Getting paid every month for not working. As Martha Stewart would say.....is a good thing.

Cruising around the city with a cold bottle of Coke listening to the 1960s station on Sirius........is a good thing.

Stopping to get a foot long hotdog or burger and home cut fries........is a good thing.

Pulling into the park by the river to sit at a picnic table and eat........is a good thing.

Staying up late or going to bed early or getting up early or staying in bed late......are good things.

Retirement is all what you make of it. After 40 years of non stop work and the hustle and bustle of taking the kid to sports every day.......it is good to do nothing.

We refuse to join any clubs, bowling leagues, pool leagues or old folks community centers........been there and done all that for years.

As few appointments or plans as possible, is the goal. My level of commitment now is ...........I will be there if I show up. 

Retirement is a good thing.


----------



## Mukhang pera (Feb 26, 2016)

Plugging Along said:


> Well, MP by the OP, you would only be ‘semi clueless’. For some reason, I thought you were fully retired.


Ahh, I think you are right!
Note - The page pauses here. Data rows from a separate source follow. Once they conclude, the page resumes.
// SPDX-License-Identifier: MIT

//! Descriptor-level operations on the process-global standard streams.
//!
//! Everything platform-specific about "duplicate a standard descriptor" and
//! "point it somewhere else" lives here; the capture logic depends only on
//! these functions.

use std::fmt;
use std::os::fd::{AsFd, AsRawFd, FromRawFd, OwnedFd, RawFd};

use nix::libc;
use nix::unistd;

/// Which process-global output descriptor an operation targets.
#[derive(Debug, Clone, Copy, PartialEq, Eq)]
pub enum StdStream {
    Stdout,
    Stderr,
}

impl StdStream {
    fn raw(self) -> RawFd {
        match self {
            StdStream::Stdout => libc::STDOUT_FILENO,
            StdStream::Stderr => libc::STDERR_FILENO,
        }
    }
}

impl fmt::Display for StdStream {
    fn fmt(&self, f: &mut fmt::Formatter<'_>) -> fmt::Result {
        match self {
            StdStream::Stdout => f.write_str("stdout"),
            StdStream::Stderr => f.write_str("stderr"),
        }
    }
}

/// Create an OS pipe; bytes written to the second descriptor come out of the
/// first, and closing every write end signals end-of-stream to the reader.
pub fn pipe() -> nix::Result<(OwnedFd, OwnedFd)> {
    unistd::pipe()
}

/// Duplicate the current descriptor for `stream` without disturbing it.
pub fn duplicate(stream: StdStream) -> nix::Result<OwnedFd> {
    let raw = unistd::dup(stream.raw())?;
    // SAFETY: dup returned a freshly allocated descriptor that nothing else
    // references; OwnedFd takes sole ownership of it.
    Ok(unsafe { OwnedFd::from_raw_fd(raw) })
}

/// Point the descriptor for `stream` at `target`. The previous binding is
/// atomically replaced (dup2 semantics); `target` itself is left open.
pub fn rebind<F: AsFd>(stream: StdStream, target: &F) -> nix::Result<()> {
    unistd::dup2(target.as_fd().as_raw_fd(), stream.raw())?;
    Ok(())
}

/// Close the descriptor for `stream` itself, not a duplicate of it.
pub fn close(stream: StdStream) -> nix::Result<()> {
    unistd::close(stream.raw())
}
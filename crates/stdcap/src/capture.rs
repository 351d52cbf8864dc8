// SPDX-License-Identifier: MIT

//! Pipe-backed capture of the process-level stdout and stderr.

use std::fs::File;
use std::io::Read;
use std::os::fd::OwnedFd;
use std::sync::mpsc;
use std::thread;

use crate::fd::{self, StdStream};

/// One captured stream, delivered by [`StreamCapture::finish`].
#[derive(Debug, Clone, PartialEq, Eq)]
pub struct Captured {
    /// Everything written to the descriptor while the session was active,
    /// in write order. Empty if nothing was written.
    pub bytes: Vec<u8>,
    /// False if the drain hit a read error before end-of-stream; `bytes`
    /// then holds whatever had accumulated up to the error.
    pub complete: bool,
}

#[derive(Debug, thiserror::Error)]
pub enum CaptureError {
    #[error("failed to create capture pipe for {0}: {1}")]
    Pipe(StdStream, nix::errno::Errno),
    #[error("failed to duplicate original {0} descriptor: {1}")]
    Duplicate(StdStream, nix::errno::Errno),
    #[error("failed to rebind {0} to the capture pipe: {1}")]
    Rebind(StdStream, nix::errno::Errno),
    #[error("capture session already finished")]
    AlreadyFinished,
}

/// One in-flight redirection of the process's stdout and stderr.
///
/// Between [`StreamCapture::begin`] and [`StreamCapture::finish`] the
/// OS-level descriptors 1 and 2 point at pipes, and one background thread
/// per stream drains its pipe into memory. `finish` restores the original
/// descriptors and returns the drained bytes.
///
/// A session is usable exactly once, and only one session may exist per
/// process at a time; nested or concurrent sessions are not supported.
/// Dropping a session without calling `finish` leaves the process's output
/// permanently redirected into an unread pipe, and writers will block once
/// the pipe buffer fills. `finish` waits without a timeout, so any other process
/// that inherited the redirected descriptors must have exited (or closed
/// them) before it is called.
pub struct StreamCapture {
    saved_stdout: Option<OwnedFd>,
    saved_stderr: Option<OwnedFd>,
    drains: Option<(mpsc::Receiver<Captured>, mpsc::Receiver<Captured>)>,
}

impl StreamCapture {
    /// Install the redirection and start the drain threads.
    ///
    /// On error nothing stays redirected: descriptors acquired before the
    /// failing step are released, and a stdout rebind that already happened
    /// is undone before the error is returned.
    pub fn begin() -> Result<Self, CaptureError> {
        let (stdout_read, stdout_write) =
            fd::pipe().map_err(|e| CaptureError::Pipe(StdStream::Stdout, e))?;
        let (stderr_read, stderr_write) =
            fd::pipe().map_err(|e| CaptureError::Pipe(StdStream::Stderr, e))?;

        let saved_stdout = fd::duplicate(StdStream::Stdout)
            .map_err(|e| CaptureError::Duplicate(StdStream::Stdout, e))?;
        let saved_stderr = fd::duplicate(StdStream::Stderr)
            .map_err(|e| CaptureError::Duplicate(StdStream::Stderr, e))?;

        // From here on, every write to fd 1 lands in the stdout pipe.
        fd::rebind(StdStream::Stdout, &stdout_write)
            .map_err(|e| CaptureError::Rebind(StdStream::Stdout, e))?;
        if let Err(e) = fd::rebind(StdStream::Stderr, &stderr_write) {
            // Undo the stdout rebind so a failed begin leaves no redirection.
            let _ = fd::rebind(StdStream::Stdout, &saved_stdout);
            return Err(CaptureError::Rebind(StdStream::Stderr, e));
        }

        // Drop our copies of the write ends. Descriptors 1 and 2 now hold
        // the only write references, so closing them in finish() is what
        // signals end-of-stream to the drains.
        drop(stdout_write);
        drop(stderr_write);

        let stdout_rx = spawn_drain(StdStream::Stdout, stdout_read);
        let stderr_rx = spawn_drain(StdStream::Stderr, stderr_read);

        Ok(Self {
            saved_stdout: Some(saved_stdout),
            saved_stderr: Some(saved_stderr),
            drains: Some((stdout_rx, stderr_rx)),
        })
    }

    /// Tear down the redirection and return the captured stdout and stderr.
    ///
    /// Blocks until both drain threads have delivered. Drain read errors do
    /// not abort restoration; they are logged and reported through
    /// [`Captured::complete`]. Calling `finish` a second time fails with
    /// [`CaptureError::AlreadyFinished`] and has no side effects.
    pub fn finish(&mut self) -> Result<(Captured, Captured), CaptureError> {
        // Consume the session first so a repeated call is rejected before
        // any descriptor is touched.
        let (stdout_rx, stderr_rx) = self
            .drains
            .take()
            .ok_or(CaptureError::AlreadyFinished)?;

        // Descriptors 1 and 2 are the pipes' last write ends; closing them
        // lets the drain threads reach end-of-stream.
        if let Err(e) = fd::close(StdStream::Stdout) {
            log::warn!("closing redirected stdout failed: {e}");
        }
        if let Err(e) = fd::close(StdStream::Stderr) {
            log::warn!("closing redirected stderr failed: {e}");
        }

        let stdout = recv_drain(StdStream::Stdout, stdout_rx);
        let stderr = recv_drain(StdStream::Stderr, stderr_rx);

        // Restore the originals and release the saved duplicates. Getting
        // the real descriptors back takes priority over everything else, so
        // failures here are logged rather than returned.
        if let Some(saved) = self.saved_stdout.take() {
            if let Err(e) = fd::rebind(StdStream::Stdout, &saved) {
                log::warn!("restoring original stdout failed: {e}");
            }
        }
        if let Some(saved) = self.saved_stderr.take() {
            if let Err(e) = fd::rebind(StdStream::Stderr, &saved) {
                log::warn!("restoring original stderr failed: {e}");
            }
        }

        Ok((stdout, stderr))
    }
}

/// Start a thread that reads `read_end` to end-of-stream and delivers the
/// accumulated bytes once.
fn spawn_drain(stream: StdStream, read_end: OwnedFd) -> mpsc::Receiver<Captured> {
    let (tx, rx) = mpsc::channel();
    thread::spawn(move || {
        let mut pipe = File::from(read_end);
        let mut bytes = Vec::new();
        let complete = match pipe.read_to_end(&mut bytes) {
            Ok(_) => true,
            Err(e) => {
                log::warn!("error draining captured {stream}: {e}");
                false
            }
        };
        // Close the read end before delivering so the descriptor is gone by
        // the time finish() observes the result.
        drop(pipe);
        let _ = tx.send(Captured { bytes, complete });
    });
    rx
}

fn recv_drain(stream: StdStream, rx: mpsc::Receiver<Captured>) -> Captured {
    match rx.recv() {
        Ok(captured) => captured,
        Err(mpsc::RecvError) => {
            log::warn!("{stream} drain exited without delivering a buffer");
            Captured {
                bytes: Vec::new(),
                complete: false,
            }
        }
    }
}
Semi-clueless would seem to be apt. And no, I have resisted being fully retired. I no longer have an office to attend, or meetings, or much else. I work online as a legal writer/researcher/editor. That's how I am able to work from anywhere in the world, including at a remote, off-grid location. But I have autonomy over when I work, how much I work, etc. 

I continue to work, not so much for the paycheque (which is unobjectionable), but as a way of keeping my brain active. I have this theory about how continuing to have to _really think_ on a regular basis will stave off dementia. Maybe not, but it can't hurt. Moreover, doing what I do keeps me up-to-date in the law, which I happen to enjoy and from which I derive satisfaction. Although I now do less than I did, say, five years ago, and while in a few years I'll probably do less than today, I plan never to quit entirely. To me, it's not 'work' and it's therapeutic.
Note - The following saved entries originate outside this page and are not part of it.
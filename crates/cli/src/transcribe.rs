// SPDX-License-Identifier: MIT

//! Transcription backends.
//!
//! Both backends shell out to an external whisper implementation, and both
//! run it inside a [`stdcap::StreamCapture`] session: whisper.cpp and its
//! GGML backends print device and model diagnostics straight to the OS-level
//! stderr descriptor, where no language-level redirection can reach them.
//! The captured diagnostics are kept out of the user's terminal and logged
//! at debug level instead.

use std::path::{Path, PathBuf};
use std::process::Command;

use anyhow::{bail, Context, Result};
use regex::Regex;
use serde::Deserialize;
use stdcap::StreamCapture;

/// One timed piece of transcript text. Offsets are microseconds from the
/// start of the audio.
#[derive(Debug, Clone, PartialEq, Eq)]
pub struct Segment {
    pub start_us: i64,
    pub end_us: i64,
    pub text: String,
}

pub trait Transcriber {
    fn transcribe(&mut self, audio: &Path) -> Result<()>;

    /// All segments, in audio order. Empty before `transcribe` has run.
    fn segments(&self) -> &[Segment];

    /// Text of every segment whose start lies in `[start_us, end_us)`.
    fn segments_in(&self, start_us: i64, end_us: i64) -> Vec<String> {
        self.segments()
            .iter()
            .filter(|seg| seg.start_us >= start_us && seg.start_us < end_us)
            .map(|seg| seg.text.clone())
            .collect()
    }
}

/// Run a transcriber command with stdout/stderr captured at the descriptor
/// level, so nothing it prints reaches the terminal.
fn run_captured(cmd: &mut Command) -> Result<(stdcap::Captured, stdcap::Captured)> {
    let mut session = StreamCapture::begin().context("installing output capture")?;
    // The child inherits the redirected descriptors; restore them before
    // looking at the spawn result so a failure can't leave them rebound.
    let status = cmd.status();
    let (out, err) = session
        .finish()
        .context("restoring output descriptors")?;

    let status = status.context("failed to run transcriber")?;
    if !out.complete || !err.complete {
        log::warn!("capture of transcriber output was truncated");
    }
    log::debug!(
        "transcriber diagnostics:\n{}",
        String::from_utf8_lossy(&err.bytes)
    );
    if !status.success() {
        bail!(
            "transcriber exited with {}:\n{}",
            status,
            String::from_utf8_lossy(&err.bytes)
        );
    }
    Ok((out, err))
}

/// whisper.cpp's `whisper-cli`, which prints the transcript to stdout as
/// `[hh:mm:ss.mmm --> hh:mm:ss.mmm]  text` lines.
pub struct WhisperCli {
    program: PathBuf,
    model: PathBuf,
    segments: Vec<Segment>,
}

impl WhisperCli {
    pub fn new(program: PathBuf, model: PathBuf) -> Self {
        Self {
            program,
            model,
            segments: Vec::new(),
        }
    }
}

impl Transcriber for WhisperCli {
    fn transcribe(&mut self, audio: &Path) -> Result<()> {
        log::info!("transcribing");
        let (out, _) = run_captured(
            Command::new(&self.program)
                .arg("-m")
                .arg(&self.model)
                .arg("-f")
                .arg(audio),
        )?;
        self.segments = parse_timestamped(&String::from_utf8_lossy(&out.bytes))?;
        log::info!("transcription complete");
        Ok(())
    }

    fn segments(&self) -> &[Segment] {
        &self.segments
    }
}

/// Parse whisper.cpp's timestamped transcript lines; anything that doesn't
/// look like a segment (progress output, blank lines) is skipped.
pub fn parse_timestamped(transcript: &str) -> Result<Vec<Segment>> {
    let pattern = Regex::new(
        r"^\[(\d{2}):(\d{2}):(\d{2})[.,](\d{3}) --> (\d{2}):(\d{2}):(\d{2})[.,](\d{3})\]\s*(.*)$",
    )
    .context("compiling segment pattern")?;

    let mut segments = Vec::new();
    for line in transcript.lines() {
        if let Some(caps) = pattern.captures(line) {
            let text = caps[9].trim().to_string();
            if text.is_empty() {
                continue;
            }
            segments.push(Segment {
                start_us: timestamp_us(&caps, 1),
                end_us: timestamp_us(&caps, 5),
                text,
            });
        }
    }
    Ok(segments)
}

/// Microseconds from four capture groups starting at `first` (hours,
/// minutes, seconds, milliseconds). The groups are digit-only by
/// construction, so parse failures can't happen.
fn timestamp_us(caps: &regex::Captures<'_>, first: usize) -> i64 {
    let field = |i: usize| caps[i].parse::<i64>().unwrap_or(0);
    let (h, m, s, ms) = (field(first), field(first + 1), field(first + 2), field(first + 3));
    (((h * 3600 + m * 60 + s) * 1000) + ms) * 1000
}

/// `mlx_whisper`, which writes a JSON transcript next to the cache files.
pub struct MlxWhisper {
    program: PathBuf,
    cache_dir: PathBuf,
    key: String,
    segments: Vec<Segment>,
}

#[derive(Debug, Deserialize)]
struct MlxTranscript {
    segments: Vec<MlxSegment>,
}

#[derive(Debug, Deserialize)]
struct MlxSegment {
    start: f64,
    end: f64,
    text: String,
}

impl MlxWhisper {
    pub fn new(program: PathBuf, cache_dir: &Path, key: &str) -> Self {
        Self {
            program,
            cache_dir: cache_dir.to_path_buf(),
            key: key.to_string(),
            segments: Vec::new(),
        }
    }

    /// mlx_whisper names its output after the input file's stem.
    fn transcript_path(&self) -> PathBuf {
        self.cache_dir.join(format!("rawaudio_{}.json", self.key))
    }
}

impl Transcriber for MlxWhisper {
    fn transcribe(&mut self, audio: &Path) -> Result<()> {
        let transcript = self.transcript_path();
        if !transcript.exists() {
            log::info!("transcribing");
            run_captured(
                Command::new(&self.program)
                    .arg("--model")
                    .arg("mlx-community/distil-whisper-large-v3")
                    .arg("-f")
                    .arg("json")
                    .arg("-o")
                    .arg(&self.cache_dir)
                    .arg("--verbose")
                    .arg("False")
                    .arg(audio),
            )?;
            log::info!("transcription complete");
        }

        let raw = std::fs::read_to_string(&transcript)
            .with_context(|| format!("reading transcript {}", transcript.display()))?;
        self.segments = parse_mlx(&raw)?;
        Ok(())
    }

    fn segments(&self) -> &[Segment] {
        &self.segments
    }
}

pub fn parse_mlx(raw: &str) -> Result<Vec<Segment>> {
    let transcript: MlxTranscript =
        serde_json::from_str(raw).context("parsing mlx_whisper transcript")?;
    Ok(transcript
        .segments
        .into_iter()
        .filter_map(|seg| {
            let text = seg.text.trim().to_string();
            if text.is_empty() {
                return None;
            }
            Some(Segment {
                start_us: (seg.start * 1_000_000.0) as i64,
                end_us: (seg.end * 1_000_000.0) as i64,
                text,
            })
        })
        .collect())
}

#[cfg(test)]
#[path = "transcribe_tests.rs"]
mod tests;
The law is like a living tree, always growing. I want to grow with it. As a wise friend (much older than I) is wont to say: "I do not grow old; if I stop growing, I am old."


----------



## OptsyEagle (Nov 29, 2009)

Mukhang pera said:


> I continue to work, not so much for the paycheque (which is unobjectionable), but as a way of keeping my brain active. I have this theory about how continuing to have to _really think_ on a regular basis will stave off dementia. Maybe not, but it can't hurt.


I have wondered about that stuff, at times. Certainly work had me using my brain on a very regular basis, but retirement certainly has not shut it off either. A little more rest time for it, but even these message boards keep the brain working. Some of the arguments here are done by fairly smart people and one has to stay with them if they want to formulate their own ideas properly.

I have a cottage where work is almost always required. Whether my lawn tractor is running rough, my water pumping system is acting up or a new structure needs to be built, I am always using the last electrical circuit in my brain to deal with it. Even at night, sitting around a camp fire, I look up to the stars and start to attempt to answer some of the questions Einstein left behind. That usually keeps the brain circuits warm at least.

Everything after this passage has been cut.